After “Artwork created an unexpectedly volatile situation and serious public safety hazards,” the exhibition “He Will Not Divide Us” at the Museum of the Moving Image in Astoria has been shut down as of Friday, Feb. 10.
The museum released a statement Friday explaining that “The installation created a serious and ongoing public safety hazard for the Museum, its visitors, staff, local residents, and businesses. The installation had become a flashpoint for violence and was disrupted from its original intent.”
Shia LaBeouf, Nastja Säde Rönkkö and Luke Turner created the exhibition in an effort to unite people of all different backgrounds despite a politically charged election season. LaBeouf has said multiple times on the livestream that the exhibition was not pro-Trump or anti-Trump.
The hewillnotdivide.us website states, “…the mantra ‘HE WILL NOT DIVIDE US’ acts as a show of resistance or insistence, opposition or optimism, guided by the spirit of each individual participant and the community.”

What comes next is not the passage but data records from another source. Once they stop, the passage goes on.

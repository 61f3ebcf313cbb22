use axum::Json;
use serde_json::{json, Value};

/// Health check endpoint
pub async fn health_check() -> Json<Value> {
    Json(json!({
        "status": "ok",
        "service": "wordsearch-backend",
        "version": env!("CARGO_PKG_VERSION")
    }))
}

The video camera was meant to record for the entirety of Trump’s presidency, with the project opening on Inauguration Day, but only lasted 20 days.
The violence that the museum mentions in their statement has to do with the arrest of LaBeouf as well as hate groups causing trouble on the premises. According to the museum’s statement, multiple altercations have occurred leading the NYPD to be stationed at the project 24 hours a day seven days a week.
Safety was the museum’s main concern as they wrote that they receive 200,000 annual visitors, with 50,000 of those visitors being school children.
Where the project’s website used to show the livestream, it now shows the words “The museum has abandoned us.” In the description of the project “The artists, however, have not,” has been added.